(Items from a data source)
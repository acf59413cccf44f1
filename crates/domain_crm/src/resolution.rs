//! Conflict resolution
//!
//! Builds the resolved entity from the successful results of one sync
//! operation. Candidates arrive in priority order (lowest priority value
//! first); every tie falls back to that order.

use std::collections::{BTreeMap, BTreeSet};
use std::fmt;
use std::str::FromStr;

use serde::{Deserialize, Serialize};
use serde_json::Value;

use core_kernel::{AdapterId, NormalizedEntity};

use crate::report::Conflict;

/// Deployment-wide policy for conflicting fields
#[derive(Debug, Clone, Copy, Default, PartialEq, Eq, Hash, Serialize, Deserialize)]
#[serde(rename_all = "snake_case")]
pub enum ResolutionStrategy {
    /// The primary adapter's value wins
    #[default]
    PrimaryWins,
    /// The value from the most recently updated result wins, per field
    NewestWins,
    /// The primary's value is a placeholder; a human decides
    ManualReview,
}

impl ResolutionStrategy {
    pub fn as_str(&self) -> &'static str {
        match self {
            ResolutionStrategy::PrimaryWins => "primary_wins",
            ResolutionStrategy::NewestWins => "newest_wins",
            ResolutionStrategy::ManualReview => "manual_review",
        }
    }
}

impl fmt::Display for ResolutionStrategy {
    fn fmt(&self, f: &mut fmt::Formatter<'_>) -> fmt::Result {
        f.write_str(self.as_str())
    }
}

impl FromStr for ResolutionStrategy {
    type Err = String;

    fn from_str(s: &str) -> Result<Self, Self::Err> {
        match s {
            "primary_wins" => Ok(ResolutionStrategy::PrimaryWins),
            "newest_wins" => Ok(ResolutionStrategy::NewestWins),
            "manual_review" => Ok(ResolutionStrategy::ManualReview),
            other => Err(format!("unknown resolution strategy '{}'", other)),
        }
    }
}

/// A successful result taking part in resolution
#[derive(Debug, Clone, Copy)]
pub struct Candidate<'a> {
    pub adapter_id: &'a AdapterId,
    pub entity: &'a NormalizedEntity,
}

/// Resolved entity plus the decisions behind it
#[derive(Debug, Clone, PartialEq)]
pub struct Resolution {
    pub entity: NormalizedEntity,
    pub primary_adapter: AdapterId,
    pub requires_manual_review: bool,
}

/// Resolves conflicts between `candidates`, given in priority order
///
/// The primary is `configured_primary` when it is among the candidates,
/// otherwise the highest-priority candidate. Returns `None` when there are
/// no candidates.
pub fn resolve(
    candidates: &[Candidate<'_>],
    conflicts: &[Conflict],
    strategy: ResolutionStrategy,
    configured_primary: Option<&AdapterId>,
) -> Option<Resolution> {
    let primary = configured_primary
        .and_then(|id| candidates.iter().find(|c| c.adapter_id == id))
        .or_else(|| candidates.first())?;

    let conflicting: BTreeSet<&str> = conflicts.iter().map(|c| c.field.as_str()).collect();
    let field_names: BTreeSet<&String> = candidates
        .iter()
        .flat_map(|c| c.entity.fields.keys())
        .collect();

    let mut fields: BTreeMap<String, Value> = BTreeMap::new();
    for name in field_names {
        let having: Vec<&Candidate<'_>> = candidates
            .iter()
            .filter(|c| c.entity.fields.contains_key(name))
            .collect();

        let winner = if !conflicting.contains(name.as_str()) {
            having.first().copied()
        } else {
            match strategy {
                ResolutionStrategy::NewestWins => newest(&having),
                ResolutionStrategy::PrimaryWins | ResolutionStrategy::ManualReview => having
                    .iter()
                    .copied()
                    .find(|c| c.adapter_id == primary.adapter_id)
                    .or_else(|| having.first().copied()),
            }
        };

        if let Some(value) = winner.and_then(|c| c.entity.fields.get(name)) {
            fields.insert(name.clone(), value.clone());
        }
    }

    let entity = NormalizedEntity {
        external_id: primary.entity.external_id.clone(),
        fields,
        updated_at: candidates.iter().filter_map(|c| c.entity.updated_at).max(),
    };

    Some(Resolution {
        entity,
        primary_adapter: primary.adapter_id.clone(),
        requires_manual_review: strategy == ResolutionStrategy::ManualReview
            && !conflicts.is_empty(),
    })
}

// Latest `updated_at` wins; a missing timestamp loses to any present one, and
// equal timestamps keep the earlier (higher-priority) candidate
fn newest<'a, 'b>(having: &[&'b Candidate<'a>]) -> Option<&'b Candidate<'a>> {
    having.iter().copied().fold(None, |best: Option<&Candidate<'a>>, candidate| match best {
        Some(current) if candidate.entity.updated_at <= current.entity.updated_at => Some(current),
        _ => Some(candidate),
    })
}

:: What you are asked to do ::
Copy down every record, keeping each one exact.

:: Answer for this exercise ::
repository acf59413cccf44f1
filename crates/domain_crm/src/resolution.rs
//! Conflict resolution
//!
//! Builds the resolved entity from the successful results of one sync
//! operation. Candidates arrive in priority order (lowest priority value
//! first); every tie falls back to that order.

use std::collections::{BTreeMap, BTreeSet};
use std::fmt;
use std::str::FromStr;

use serde::{Deserialize, Serialize};
use serde_json::Value;

use core_kernel::{AdapterId, NormalizedEntity};

use crate::report::Conflict;

/// Deployment-wide policy for conflicting fields
#[derive(Debug, Clone, Copy, Default, PartialEq, Eq, Hash, Serialize, Deserialize)]
#[serde(rename_all = "snake_case")]
pub enum ResolutionStrategy {
    /// The primary adapter's value wins
    #[default]
    PrimaryWins,
    /// The value from the most recently updated result wins, per field
    NewestWins,
    /// The primary's value is a placeholder; a human decides
    ManualReview,
}

impl ResolutionStrategy {
    pub fn as_str(&self) -> &'static str {
        match self {
            ResolutionStrategy::PrimaryWins => "primary_wins",
            ResolutionStrategy::NewestWins => "newest_wins",
            ResolutionStrategy::ManualReview => "manual_review",
        }
    }
}

impl fmt::Display for ResolutionStrategy {
    fn fmt(&self, f: &mut fmt::Formatter<'_>) -> fmt::Result {
        f.write_str(self.as_str())
    }
}

impl FromStr for ResolutionStrategy {
    type Err = String;

    fn from_str(s: &str) -> Result<Self, Self::Err> {
        match s {
            "primary_wins" => Ok(ResolutionStrategy::PrimaryWins),
            "newest_wins" => Ok(ResolutionStrategy::NewestWins),
            "manual_review" => Ok(ResolutionStrategy::ManualReview),
            other => Err(format!("unknown resolution strategy '{}'", other)),
        }
    }
}

/// A successful result taking part in resolution
#[derive(Debug, Clone, Copy)]
pub struct Candidate<'a> {
    pub adapter_id: &'a AdapterId,
    pub entity: &'a NormalizedEntity,
}

/// Resolved entity plus the decisions behind it
#[derive(Debug, Clone, PartialEq)]
pub struct Resolution {
    pub entity: NormalizedEntity,
    pub primary_adapter: AdapterId,
    pub requires_manual_review: bool,
}

/// Resolves conflicts between `candidates`, given in priority order
///
/// The primary is `configured_primary` when it is among the candidates,
/// otherwise the highest-priority candidate. Returns `None` when there are
/// no candidates.
pub fn resolve(
    candidates: &[Candidate<'_>],
    conflicts: &[Conflict],
    strategy: ResolutionStrategy,
    configured_primary: Option<&AdapterId>,
) -> Option<Resolution> {
    let primary = configured_primary
        .and_then(|id| candidates.iter().find(|c| c.adapter_id == id))
        .or_else(|| candidates.first())?;

    let conflicting: BTreeSet<&str> = conflicts.iter().map(|c| c.field.as_str()).collect();
    let field_names: BTreeSet<&String> = candidates
        .iter()
        .flat_map(|c| c.entity.fields.keys())
        .collect();

    let mut fields: BTreeMap<String, Value> = BTreeMap::new();
    for name in field_names {
        let having: Vec<&Candidate<'_>> = candidates
            .iter()
            .filter(|c| c.entity.fields.contains_key(name))
            .collect();

        let winner = if !conflicting.contains(name.as_str()) {
            having.first().copied()
        } else {
            match strategy {
                ResolutionStrategy::NewestWins => newest(&having),
                ResolutionStrategy::PrimaryWins | ResolutionStrategy::ManualReview => having
                    .iter()
                    .copied()
                    .find(|c| c.adapter_id == primary.adapter_id)
                    .or_else(|| having.first().copied()),
            }
        };

        if let Some(value) = winner.and_then(|c| c.entity.fields.get(name)) {
            fields.insert(name.clone(), value.clone());
        }
    }

    let entity = NormalizedEntity {
        external_id: primary.entity.external_id.clone(),
        fields,
        updated_at: candidates.iter().filter_map(|c| c.entity.updated_at).max(),
    };

    Some(Resolution {
        entity,
        primary_adapter: primary.adapter_id.clone(),
        requires_manual_review: strategy == ResolutionStrategy::ManualReview
            && !conflicts.is_empty(),
    })
}

// Latest `updated_at` wins; a missing timestamp loses to any present one, and
// equal timestamps keep the earlier (higher-priority) candidate
fn newest<'a, 'b>(having: &[&'b Candidate<'a>]) -> Option<&'b Candidate<'a>> {
    having.iter().copied().fold(None, |best: Option<&Candidate<'a>>, candidate| match best {
        Some(current) if candidate.entity.updated_at <= current.entity.updated_at => Some(current),
        _ => Some(candidate),
    })
}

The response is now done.